» **About this exercise**
Each line of the listing below that includes "ToQuery" should be reported.

» **Data supplied**
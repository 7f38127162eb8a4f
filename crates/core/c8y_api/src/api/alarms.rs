use super::Pagination;
use crate::json_c8y::Alarm;
use crate::json_c8y::AlarmCollection;
use crate::json_c8y::AlarmSeverity;
use crate::json_c8y::AlarmStatus;
use crate::media_types;
use c8y_http::QueryParams;
use c8y_http::QueryValue;
use c8y_http::RestError;
use c8y_http::ToQuery;
use time::OffsetDateTime;

const ALARMS: &str = "/alarm/alarms";
const ALARM: &str = "/alarm/alarms/{id}";
const ALARM_COUNT: &str = "/alarm/alarms/count";

const CREATE_REMOVED_FIELDS: &[&str] = &[
    "id",
    "self",
    "creationTime",
    "lastUpdated",
    "count",
    "firstOccurrenceTime",
    "source.self",
    "source.name",
];

const UPDATE_REMOVED_FIELDS: &[&str] = &[
    "id",
    "self",
    "creationTime",
    "lastUpdated",
    "count",
    "firstOccurrenceTime",
    "time",
    "type",
    "source",
];

api_handle!(
    /// `/alarm/alarms`
    Alarms
);

/// Filters of a request on the alarm collection
#[derive(Debug, Clone, Default, PartialEq)]
pub struct AlarmQuery {
    pub created_from: Option<OffsetDateTime>,
    pub created_to: Option<OffsetDateTime>,
    pub date_from: Option<OffsetDateTime>,
    pub date_to: Option<OffsetDateTime>,
    pub last_updated_from: Option<OffsetDateTime>,
    pub last_updated_to: Option<OffsetDateTime>,
    pub resolved: Option<bool>,
    pub severity: Option<AlarmSeverity>,
    pub source: Option<String>,
    pub status: Vec<AlarmStatus>,
    pub alarm_type: Vec<String>,
    pub with_source_assets: Option<bool>,
    pub with_source_devices: Option<bool>,
    pub pagination: Pagination,
}

impl ToQuery for AlarmQuery {
    fn append_to(&self, query: &mut QueryParams) {
        query.add_if_required("createdFrom", self.created_from);
        query.add_if_required("createdTo", self.created_to);
        query.add_if_required("dateFrom", self.date_from);
        query.add_if_required("dateTo", self.date_to);
        query.add_if_required("lastUpdatedFrom", self.last_updated_from);
        query.add_if_required("lastUpdatedTo", self.last_updated_to);
        query.add_if_required("resolved", self.resolved);
        query.add_if_required("severity", self.severity);
        query.add_if_required("source", &self.source);
        query.add_if_required("status", &self.status);
        query.add_if_required("type", &self.alarm_type);
        query.add_if_required("withSourceAssets", self.with_source_assets);
        query.add_if_required("withSourceDevices", self.with_source_devices);
        self.pagination.append_to(query);
    }
}

impl QueryValue for AlarmSeverity {
    fn to_query_value(&self) -> Option<String> {
        Some(self.as_str().to_string())
    }
}

impl QueryValue for AlarmStatus {
    fn to_query_value(&self) -> Option<String> {
        Some(self.as_str().to_string())
    }
}

impl Alarms<'_> {
    pub async fn list(&self, query: &AlarmQuery) -> Result<AlarmCollection, RestError> {
        self.ctx
            .get(ALARMS, &[])
            .query_params(query)
            .accept(media_types::ALARM_COLLECTION)
            .send_json()
            .await
    }

    /// Raise an alarm
    ///
    /// If an active alarm of the same type exists for the same source,
    /// the platform increments its `count` instead of creating a new one.
    pub async fn create(&self, alarm: &Alarm) -> Result<Alarm, RestError> {
        self.ctx
            .post(ALARMS, &[])
            .content_type(media_types::ALARM)
            .accept(media_types::ALARM)
            .json_without(alarm, CREATE_REMOVED_FIELDS)
            .send_json()
            .await
    }

    /// Update all the alarms matching the filters, e.g. to clear them
    pub async fn update_many(&self, query: &AlarmQuery, update: &Alarm) -> Result<(), RestError> {
        self.ctx
            .put(ALARMS, &[])
            .query_params(query)
            .content_type(media_types::ALARM)
            .json_without(update, UPDATE_REMOVED_FIELDS)
            .send_empty()
            .await
    }

    pub async fn delete_many(&self, query: &AlarmQuery) -> Result<(), RestError> {
        self.ctx
            .delete(ALARMS, &[])
            .query_params(query)
            .send_empty()
            .await
    }

    /// Number of alarms matching the filters, paging aside
    pub async fn count(&self, query: &AlarmQuery) -> Result<u64, RestError> {
        let query = AlarmQuery {
            pagination: Pagination::default(),
            ..query.clone()
        };
        self.ctx
            .get(ALARM_COUNT, &[])
            .query_params(&query)
            .accept("text/plain, application/json")
            .send_json()
            .await
    }

    pub async fn get(&self, id: &str) -> Result<Alarm, RestError> {
        self.ctx
            .get(ALARM, &[id])
            .accept(media_types::ALARM)
            .send_json()
            .await
    }

    pub async fn update(&self, id: &str, alarm: &Alarm) -> Result<Alarm, RestError> {
        self.ctx
            .put(ALARM, &[id])
            .content_type(media_types::ALARM)
            .accept(media_types::ALARM)
            .json_without(alarm, UPDATE_REMOVED_FIELDS)
            .send_json()
            .await
    }
}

» **Written response**
use c8y_http::ToQuery;
impl ToQuery for AlarmQuery {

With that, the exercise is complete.